**WHAT THE EXERCISE ASKS**
Check every line of the data below for the string "against", and copy the ones that hold it.

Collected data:
_ _ _ _ _ _ _

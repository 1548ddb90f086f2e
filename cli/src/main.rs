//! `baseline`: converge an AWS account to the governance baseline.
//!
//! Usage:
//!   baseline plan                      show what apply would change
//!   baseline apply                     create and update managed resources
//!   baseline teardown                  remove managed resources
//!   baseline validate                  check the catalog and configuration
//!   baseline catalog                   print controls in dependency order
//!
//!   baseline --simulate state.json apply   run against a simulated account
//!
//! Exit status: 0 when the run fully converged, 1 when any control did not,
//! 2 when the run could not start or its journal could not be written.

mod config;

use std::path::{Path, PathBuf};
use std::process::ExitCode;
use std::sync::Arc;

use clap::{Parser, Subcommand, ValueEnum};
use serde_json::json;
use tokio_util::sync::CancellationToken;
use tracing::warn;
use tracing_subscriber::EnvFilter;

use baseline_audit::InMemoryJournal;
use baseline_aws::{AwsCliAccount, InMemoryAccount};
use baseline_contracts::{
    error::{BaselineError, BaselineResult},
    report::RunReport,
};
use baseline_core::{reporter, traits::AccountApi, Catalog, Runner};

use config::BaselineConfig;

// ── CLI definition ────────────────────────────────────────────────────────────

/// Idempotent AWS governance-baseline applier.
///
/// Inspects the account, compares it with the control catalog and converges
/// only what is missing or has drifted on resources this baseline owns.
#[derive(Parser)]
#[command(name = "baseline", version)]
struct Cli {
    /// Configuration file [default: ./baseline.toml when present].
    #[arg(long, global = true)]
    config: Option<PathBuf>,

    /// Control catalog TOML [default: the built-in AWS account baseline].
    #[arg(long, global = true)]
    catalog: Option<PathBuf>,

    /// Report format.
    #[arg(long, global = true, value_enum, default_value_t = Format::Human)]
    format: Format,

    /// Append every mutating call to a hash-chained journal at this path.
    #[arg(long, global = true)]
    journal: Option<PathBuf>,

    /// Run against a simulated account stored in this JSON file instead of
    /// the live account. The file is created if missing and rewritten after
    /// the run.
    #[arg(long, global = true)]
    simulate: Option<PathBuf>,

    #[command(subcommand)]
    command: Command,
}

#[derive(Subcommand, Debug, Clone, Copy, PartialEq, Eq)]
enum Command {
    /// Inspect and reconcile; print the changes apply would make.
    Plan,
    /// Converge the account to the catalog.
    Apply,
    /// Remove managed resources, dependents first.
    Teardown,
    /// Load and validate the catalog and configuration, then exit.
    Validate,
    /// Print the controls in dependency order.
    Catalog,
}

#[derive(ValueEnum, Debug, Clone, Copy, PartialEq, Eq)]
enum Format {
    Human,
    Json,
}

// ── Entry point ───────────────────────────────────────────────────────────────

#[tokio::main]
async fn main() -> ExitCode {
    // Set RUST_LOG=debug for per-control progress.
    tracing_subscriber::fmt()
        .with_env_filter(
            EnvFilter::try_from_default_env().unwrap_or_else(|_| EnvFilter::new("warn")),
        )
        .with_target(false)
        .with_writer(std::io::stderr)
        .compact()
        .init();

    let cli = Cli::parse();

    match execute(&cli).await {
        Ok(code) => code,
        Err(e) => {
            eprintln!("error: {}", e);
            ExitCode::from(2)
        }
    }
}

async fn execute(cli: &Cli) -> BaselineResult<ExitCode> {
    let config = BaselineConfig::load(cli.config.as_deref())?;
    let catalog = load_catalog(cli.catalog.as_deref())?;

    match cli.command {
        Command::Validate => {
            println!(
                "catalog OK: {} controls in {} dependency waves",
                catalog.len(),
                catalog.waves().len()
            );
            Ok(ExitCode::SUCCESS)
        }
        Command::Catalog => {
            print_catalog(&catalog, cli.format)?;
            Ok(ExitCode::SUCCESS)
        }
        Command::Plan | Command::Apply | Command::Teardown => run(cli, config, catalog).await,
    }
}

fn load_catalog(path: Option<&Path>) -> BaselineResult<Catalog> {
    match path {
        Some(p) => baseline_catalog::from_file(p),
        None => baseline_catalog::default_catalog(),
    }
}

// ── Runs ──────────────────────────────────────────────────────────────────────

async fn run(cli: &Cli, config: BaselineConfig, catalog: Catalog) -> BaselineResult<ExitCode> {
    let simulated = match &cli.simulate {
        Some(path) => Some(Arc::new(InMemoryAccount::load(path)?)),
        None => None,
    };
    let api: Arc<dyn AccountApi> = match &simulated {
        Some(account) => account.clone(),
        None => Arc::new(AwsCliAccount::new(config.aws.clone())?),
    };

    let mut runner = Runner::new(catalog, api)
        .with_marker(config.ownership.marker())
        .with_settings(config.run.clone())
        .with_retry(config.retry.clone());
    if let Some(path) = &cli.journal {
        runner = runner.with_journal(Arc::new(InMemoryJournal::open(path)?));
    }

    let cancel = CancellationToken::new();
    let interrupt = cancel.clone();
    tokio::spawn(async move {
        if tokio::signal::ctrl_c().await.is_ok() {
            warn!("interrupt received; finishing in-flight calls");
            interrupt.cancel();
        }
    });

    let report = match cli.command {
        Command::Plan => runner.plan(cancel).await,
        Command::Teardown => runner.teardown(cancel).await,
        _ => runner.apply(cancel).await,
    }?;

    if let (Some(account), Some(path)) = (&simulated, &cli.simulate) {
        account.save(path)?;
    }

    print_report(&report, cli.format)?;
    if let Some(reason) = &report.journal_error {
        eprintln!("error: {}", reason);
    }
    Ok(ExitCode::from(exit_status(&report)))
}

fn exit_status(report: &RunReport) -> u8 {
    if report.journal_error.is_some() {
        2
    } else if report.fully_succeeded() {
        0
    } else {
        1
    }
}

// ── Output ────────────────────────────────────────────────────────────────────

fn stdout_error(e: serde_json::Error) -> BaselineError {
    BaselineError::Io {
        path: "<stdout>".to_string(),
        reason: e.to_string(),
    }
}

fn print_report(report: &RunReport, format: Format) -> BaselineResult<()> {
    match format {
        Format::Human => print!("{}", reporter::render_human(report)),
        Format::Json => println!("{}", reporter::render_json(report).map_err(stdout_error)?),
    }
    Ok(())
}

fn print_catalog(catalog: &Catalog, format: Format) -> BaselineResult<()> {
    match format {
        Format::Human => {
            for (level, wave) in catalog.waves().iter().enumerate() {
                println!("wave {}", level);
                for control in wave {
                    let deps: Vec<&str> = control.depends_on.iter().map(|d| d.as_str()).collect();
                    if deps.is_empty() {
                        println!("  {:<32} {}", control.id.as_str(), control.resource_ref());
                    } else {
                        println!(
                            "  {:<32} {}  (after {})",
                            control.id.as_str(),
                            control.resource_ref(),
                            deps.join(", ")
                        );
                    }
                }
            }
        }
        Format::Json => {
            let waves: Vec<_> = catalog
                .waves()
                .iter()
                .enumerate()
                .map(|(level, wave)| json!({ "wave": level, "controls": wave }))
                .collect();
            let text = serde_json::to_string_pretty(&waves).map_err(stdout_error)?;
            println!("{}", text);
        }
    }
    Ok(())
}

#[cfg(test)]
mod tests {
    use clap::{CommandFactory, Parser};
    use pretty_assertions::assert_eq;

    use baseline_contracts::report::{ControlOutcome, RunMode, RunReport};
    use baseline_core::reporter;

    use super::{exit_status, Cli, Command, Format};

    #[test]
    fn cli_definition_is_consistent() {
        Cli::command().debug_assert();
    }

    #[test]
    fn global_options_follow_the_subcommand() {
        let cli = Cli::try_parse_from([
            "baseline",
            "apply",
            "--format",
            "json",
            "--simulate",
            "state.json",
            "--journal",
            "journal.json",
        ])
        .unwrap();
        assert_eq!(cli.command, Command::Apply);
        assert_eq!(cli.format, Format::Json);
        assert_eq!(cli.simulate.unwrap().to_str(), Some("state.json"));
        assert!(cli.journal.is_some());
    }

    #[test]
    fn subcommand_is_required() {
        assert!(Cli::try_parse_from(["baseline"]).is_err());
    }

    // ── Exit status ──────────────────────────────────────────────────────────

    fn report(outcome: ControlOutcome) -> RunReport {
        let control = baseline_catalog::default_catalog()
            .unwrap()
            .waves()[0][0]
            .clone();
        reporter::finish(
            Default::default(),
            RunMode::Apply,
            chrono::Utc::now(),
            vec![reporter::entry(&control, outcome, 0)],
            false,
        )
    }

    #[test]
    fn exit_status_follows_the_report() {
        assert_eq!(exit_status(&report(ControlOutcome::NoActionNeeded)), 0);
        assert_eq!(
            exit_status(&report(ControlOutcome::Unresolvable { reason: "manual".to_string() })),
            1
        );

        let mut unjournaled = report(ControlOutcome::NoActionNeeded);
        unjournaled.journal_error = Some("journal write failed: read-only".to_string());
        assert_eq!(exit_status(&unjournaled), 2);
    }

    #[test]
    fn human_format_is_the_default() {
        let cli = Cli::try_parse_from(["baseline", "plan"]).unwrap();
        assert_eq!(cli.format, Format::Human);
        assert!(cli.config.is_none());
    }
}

_ _ _ _ _ _ _

**SOLUTION TO THIS PROBLEM**
//!   baseline --simulate state.json apply   run against a simulated account
    /// Run against a simulated account stored in this JSON file instead of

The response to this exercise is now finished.